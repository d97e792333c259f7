/// Configuration management for FillTheHole
use crate::error::{HoleError, HoleResult};
use crate::potholes::geo::GeoBounds;
use chrono::Duration;
use secrecy::{ExposeSecret, SecretString};
use std::env;
use std::path::PathBuf;
use std::str::FromStr;

/// Main server configuration
#[derive(Debug, Clone)]
pub struct ServerConfig {
    pub service: ServiceConfig,
    pub storage: StorageConfig,
    pub security: SecurityConfig,
    pub sessions: SessionConfig,
    pub rate_limit: RateLimitConfig,
    pub reports: ReportConfig,
    pub photos: PhotoConfig,
    pub moderation: ModerationConfig,
    pub logging: LoggingConfig,
}

/// Service-level configuration
#[derive(Debug, Clone)]
pub struct ServiceConfig {
    pub hostname: String,
    pub port: u16,
    pub version: String,
    /// Origins allowed to call the public report API from a browser
    pub allowed_origins: Vec<String>,
}

/// Storage configuration
#[derive(Debug, Clone)]
pub struct StorageConfig {
    pub data_directory: PathBuf,
    pub database: PathBuf,
    pub photo_directory: PathBuf,
    pub max_connections: u32,
}

/// Secrets and cookie policy
#[derive(Debug, Clone)]
pub struct SecurityConfig {
    /// HMAC key for CSRF tokens
    pub session_secret: SecretString,
    /// 32-byte AES key, hex encoded
    pub totp_encryption_key: SecretString,
    /// HMAC key for client IP hashing
    pub ip_hash_secret: SecretString,
    /// Shared secret for creating the first admin; endpoint disabled when unset
    pub bootstrap_secret: Option<SecretString>,
    pub secure_cookies: bool,
    /// Honour X-Forwarded-For from a fronting proxy
    pub trust_forwarded_for: bool,
    pub totp_issuer: String,
}

/// Session lifetimes
///
/// Idle and absolute limits are soft timeouts enforced per request;
/// `hard_expiry` is the stored expiry of the session row.
#[derive(Debug, Clone)]
pub struct SessionConfig {
    pub admin_idle: Duration,
    pub admin_absolute: Duration,
    pub staff_idle: Duration,
    pub staff_absolute: Duration,
    pub hard_expiry: Duration,
    pub mfa_challenge_ttl: Duration,
    pub trusted_device_ttl: Duration,
    pub invite_ttl: Duration,
}

/// Rate limiting configuration
#[derive(Debug, Clone)]
pub struct RateLimitConfig {
    pub enabled: bool,
    /// Coarse per-IP budget on `/api/*`
    pub api_requests_per_minute: u32,
    /// Also count `/api/*` requests in the database so limits hold across instances
    pub persistent_api_limit: bool,
    pub auth_max_failures: i64,
    pub auth_window: Duration,
    pub reports_per_hour: i64,
    pub photos_per_hour: i64,
    pub fills_per_hour: i64,
}

/// Report deduplication tunables
#[derive(Debug, Clone)]
pub struct ReportConfig {
    pub geofence: GeoBounds,
    pub merge_radius_m: f64,
    pub confirmation_threshold: i64,
    /// Pending reports older than this become expired
    pub pending_expiry: Duration,
}

/// Photo upload limits
#[derive(Debug, Clone)]
pub struct PhotoConfig {
    pub max_bytes: usize,
}

/// External image moderation
#[derive(Debug, Clone)]
pub struct ModerationConfig {
    pub endpoint: String,
    pub api_user: Option<String>,
    pub api_secret: Option<SecretString>,
    pub timeout: std::time::Duration,
    pub reject_threshold: f64,
}

/// Logging configuration
#[derive(Debug, Clone)]
pub struct LoggingConfig {
    pub level: String,
    pub json: bool,
}

impl Default for ServiceConfig {
    fn default() -> Self {
        Self {
            hostname: "127.0.0.1".to_string(),
            port: 3000,
            version: env!("CARGO_PKG_VERSION").to_string(),
            allowed_origins: Vec::new(),
        }
    }
}

impl Default for StorageConfig {
    fn default() -> Self {
        let data_directory = PathBuf::from("./data");
        Self {
            database: data_directory.join("fillthehole.sqlite"),
            photo_directory: data_directory.join("photos"),
            data_directory,
            max_connections: 10,
        }
    }
}

impl Default for SessionConfig {
    fn default() -> Self {
        Self {
            admin_idle: Duration::minutes(15),
            admin_absolute: Duration::hours(4),
            staff_idle: Duration::minutes(30),
            staff_absolute: Duration::hours(8),
            hard_expiry: Duration::hours(24),
            mfa_challenge_ttl: Duration::minutes(5),
            trusted_device_ttl: Duration::days(30),
            invite_ttl: Duration::days(7),
        }
    }
}

impl Default for RateLimitConfig {
    fn default() -> Self {
        Self {
            enabled: true,
            api_requests_per_minute: 10,
            persistent_api_limit: false,
            auth_max_failures: 5,
            auth_window: Duration::minutes(10),
            reports_per_hour: 10,
            photos_per_hour: 5,
            fills_per_hour: 20,
        }
    }
}

impl Default for ReportConfig {
    fn default() -> Self {
        Self {
            geofence: GeoBounds::waterloo_region(),
            merge_radius_m: 50.0,
            confirmation_threshold: 3,
            pending_expiry: Duration::days(90),
        }
    }
}

impl Default for PhotoConfig {
    fn default() -> Self {
        Self {
            max_bytes: 5 * 1024 * 1024,
        }
    }
}

impl Default for ModerationConfig {
    fn default() -> Self {
        Self {
            endpoint: "https://api.sightengine.com/1.0/check.json".to_string(),
            api_user: None,
            api_secret: None,
            timeout: std::time::Duration::from_secs(5),
            reject_threshold: 0.5,
        }
    }
}

impl Default for LoggingConfig {
    fn default() -> Self {
        Self {
            level: "debug".to_string(),
            json: false,
        }
    }
}

impl SecurityConfig {
    /// Security section with default cookie policy
    pub fn new(
        session_secret: impl Into<String>,
        totp_encryption_key_hex: impl Into<String>,
        ip_hash_secret: impl Into<String>,
    ) -> Self {
        Self {
            session_secret: SecretString::from(session_secret.into()),
            totp_encryption_key: SecretString::from(totp_encryption_key_hex.into()),
            ip_hash_secret: SecretString::from(ip_hash_secret.into()),
            bootstrap_secret: None,
            secure_cookies: true,
            trust_forwarded_for: false,
            totp_issuer: "FillTheHole".to_string(),
        }
    }
}

impl ServerConfig {
    /// Configuration with the given secrets and defaults everywhere else
    pub fn with_security(security: SecurityConfig) -> Self {
        Self {
            service: ServiceConfig::default(),
            storage: StorageConfig::default(),
            security,
            sessions: SessionConfig::default(),
            rate_limit: RateLimitConfig::default(),
            reports: ReportConfig::default(),
            photos: PhotoConfig::default(),
            moderation: ModerationConfig::default(),
            logging: LoggingConfig::default(),
        }
    }

    /// Load configuration from environment variables
    pub fn from_env() -> HoleResult<Self> {
        dotenv::dotenv().ok();

        let mut service = ServiceConfig::default();
        service.hostname = env::var("FTH_HOSTNAME").unwrap_or(service.hostname);
        service.port = env_parse("FTH_PORT", service.port)?;
        service.allowed_origins = env::var("FTH_ALLOWED_ORIGINS")
            .unwrap_or_default()
            .split(',')
            .map(|s| s.trim().to_string())
            .filter(|s| !s.is_empty())
            .collect();

        let data_directory: PathBuf = env::var("FTH_DATA_DIRECTORY")
            .unwrap_or_else(|_| "./data".to_string())
            .into();
        let storage = StorageConfig {
            database: env::var("FTH_DATABASE_LOCATION")
                .map(PathBuf::from)
                .unwrap_or_else(|_| data_directory.join("fillthehole.sqlite")),
            photo_directory: env::var("FTH_PHOTO_DIRECTORY")
                .map(PathBuf::from)
                .unwrap_or_else(|_| data_directory.join("photos")),
            max_connections: env_parse("FTH_DB_MAX_CONNECTIONS", 10)?,
            data_directory,
        };

        let session_secret = env::var("ADMIN_SESSION_SECRET")
            .map_err(|_| HoleError::Validation("ADMIN_SESSION_SECRET required".to_string()))?;
        let totp_key = env::var("TOTP_ENCRYPTION_KEY")
            .map_err(|_| HoleError::Validation("TOTP_ENCRYPTION_KEY required".to_string()))?;
        let ip_secret = env::var("IP_HASH_SECRET")
            .map_err(|_| HoleError::Validation("IP_HASH_SECRET required".to_string()))?;

        let mut security = SecurityConfig::new(session_secret, totp_key, ip_secret);
        security.bootstrap_secret = env::var("ADMIN_BOOTSTRAP_SECRET")
            .ok()
            .filter(|s| !s.is_empty())
            .map(SecretString::from);
        security.secure_cookies = env_parse("FTH_SECURE_COOKIES", true)?;
        security.trust_forwarded_for = env_parse("FTH_TRUST_FORWARDED_FOR", false)?;
        if let Ok(issuer) = env::var("FTH_TOTP_ISSUER") {
            security.totp_issuer = issuer;
        }

        let mut sessions = SessionConfig::default();
        sessions.admin_idle = env_minutes("FTH_ADMIN_IDLE_MINUTES", sessions.admin_idle)?;
        sessions.admin_absolute =
            env_minutes("FTH_ADMIN_ABSOLUTE_MINUTES", sessions.admin_absolute)?;
        sessions.staff_idle = env_minutes("FTH_STAFF_IDLE_MINUTES", sessions.staff_idle)?;
        sessions.staff_absolute =
            env_minutes("FTH_STAFF_ABSOLUTE_MINUTES", sessions.staff_absolute)?;

        let mut rate_limit = RateLimitConfig::default();
        rate_limit.enabled = env_parse("FTH_RATE_LIMIT_ENABLED", rate_limit.enabled)?;
        rate_limit.api_requests_per_minute =
            env_parse("FTH_API_REQUESTS_PER_MINUTE", rate_limit.api_requests_per_minute)?;
        rate_limit.persistent_api_limit =
            env_parse("FTH_PERSISTENT_API_LIMIT", rate_limit.persistent_api_limit)?;
        rate_limit.reports_per_hour =
            env_parse("FTH_REPORTS_PER_HOUR", rate_limit.reports_per_hour)?;
        rate_limit.photos_per_hour = env_parse("FTH_PHOTOS_PER_HOUR", rate_limit.photos_per_hour)?;
        rate_limit.fills_per_hour = env_parse("FTH_FILLS_PER_HOUR", rate_limit.fills_per_hour)?;

        let mut reports = ReportConfig::default();
        reports.merge_radius_m = env_parse("FTH_MERGE_RADIUS_METERS", reports.merge_radius_m)?;
        reports.confirmation_threshold =
            env_parse("FTH_CONFIRMATION_THRESHOLD", reports.confirmation_threshold)?;
        reports.pending_expiry = Duration::days(env_parse("FTH_PENDING_EXPIRY_DAYS", 90)?);
        if let Ok(raw) = env::var("FTH_GEOFENCE") {
            reports.geofence = GeoBounds::from_str(&raw)?;
        }

        let mut photos = PhotoConfig::default();
        photos.max_bytes = env_parse("FTH_PHOTO_MAX_BYTES", photos.max_bytes)?;

        let mut moderation = ModerationConfig::default();
        moderation.api_user = env::var("SIGHTENGINE_API_USER").ok();
        moderation.api_secret = env::var("SIGHTENGINE_API_SECRET")
            .ok()
            .map(SecretString::from);
        moderation.timeout = std::time::Duration::from_secs(env_parse(
            "FTH_MODERATION_TIMEOUT_SECS",
            moderation.timeout.as_secs(),
        )?);

        let logging = LoggingConfig {
            level: env::var("FTH_LOG_LEVEL").unwrap_or_else(|_| "debug".to_string()),
            json: env::var("LOG_FORMAT")
                .map(|v| v.eq_ignore_ascii_case("json"))
                .unwrap_or(false),
        };

        Ok(Self {
            service,
            storage,
            security,
            sessions,
            rate_limit,
            reports,
            photos,
            moderation,
            logging,
        })
    }

    /// Validate configuration
    pub fn validate(&self) -> HoleResult<()> {
        if self.security.session_secret.expose_secret().len() < 32 {
            return Err(HoleError::Validation(
                "ADMIN_SESSION_SECRET must be at least 32 characters".to_string(),
            ));
        }

        let key = self.security.totp_encryption_key.expose_secret();
        if key.len() != 64 || hex::decode(key).is_err() {
            return Err(HoleError::Validation(
                "TOTP_ENCRYPTION_KEY must be 64 hex characters (32 bytes)".to_string(),
            ));
        }

        if self.security.ip_hash_secret.expose_secret().len() < 16 {
            return Err(HoleError::Validation(
                "IP_HASH_SECRET must be at least 16 characters".to_string(),
            ));
        }

        if let Some(secret) = &self.security.bootstrap_secret {
            if secret.expose_secret().len() < 16 {
                return Err(HoleError::Validation(
                    "ADMIN_BOOTSTRAP_SECRET must be at least 16 characters".to_string(),
                ));
            }
        }

        let s = &self.sessions;
        if s.admin_idle >= s.staff_idle || s.admin_absolute >= s.staff_absolute {
            return Err(HoleError::Validation(
                "Admin session timeouts must be shorter than editor/viewer timeouts".to_string(),
            ));
        }
        if s.admin_idle > s.admin_absolute || s.staff_idle > s.staff_absolute {
            return Err(HoleError::Validation(
                "Idle timeout cannot exceed absolute timeout".to_string(),
            ));
        }

        if self.reports.confirmation_threshold < 1 {
            return Err(HoleError::Validation(
                "Confirmation threshold must be at least 1".to_string(),
            ));
        }
        if self.reports.merge_radius_m.is_nan() || self.reports.merge_radius_m <= 0.0 {
            return Err(HoleError::Validation(
                "Merge radius must be positive".to_string(),
            ));
        }

        if self.rate_limit.api_requests_per_minute == 0 {
            return Err(HoleError::Validation(
                "API rate limit must be positive".to_string(),
            ));
        }

        Ok(())
    }
}

fn env_parse<T: FromStr>(key: &str, default: T) -> HoleResult<T> {
    match env::var(key) {
        Ok(raw) => raw
            .trim()
            .parse()
            .map_err(|_| HoleError::Validation(format!("Invalid value for {}", key))),
        Err(_) => Ok(default),
    }
}

fn env_minutes(key: &str, default: Duration) -> HoleResult<Duration> {
    env_parse(key, default.num_minutes()).map(Duration::minutes)
}

#[cfg(test)]
mod tests {
    use super::*;

    const KEY_HEX: &str = "000102030405060708090a0b0c0d0e0f101112131415161718191a1b1c1d1e1f";

    fn config() -> ServerConfig {
        ServerConfig::with_security(SecurityConfig::new(
            "a-session-secret-that-is-long-enough!!",
            KEY_HEX,
            "ip-hash-secret-value",
        ))
    }

    #[test]
    fn test_defaults_validate() {
        assert!(config().validate().is_ok());
    }

    #[test]
    fn test_moderation_call_is_bounded() {
        let moderation = ModerationConfig::default();
        assert_eq!(moderation.timeout, std::time::Duration::from_secs(5));
        assert!(moderation.api_user.is_none());
    }

    #[test]
    fn test_short_session_secret_rejected() {
        let mut cfg = config();
        cfg.security.session_secret = SecretString::from("short".to_string());
        assert!(cfg.validate().is_err());
    }

    #[test]
    fn test_bad_totp_key_rejected() {
        let mut cfg = config();
        cfg.security.totp_encryption_key = SecretString::from("zz".repeat(32));
        assert!(cfg.validate().is_err());
    }

    #[test]
    fn test_admin_timeouts_must_be_stricter() {
        let mut cfg = config();
        cfg.sessions.admin_idle = Duration::minutes(30);
        assert!(cfg.validate().is_err());
    }
}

ASSIGNED TASK
Lines of the material may hold the string "days". Copy each one that does.

ANSWER SECTION
            trusted_device_ttl: Duration::days(30),
            invite_ttl: Duration::days(7),
            pending_expiry: Duration::days(90),
        reports.pending_expiry = Duration::days(env_parse("FTH_PENDING_EXPIRY_DAYS", 90)?);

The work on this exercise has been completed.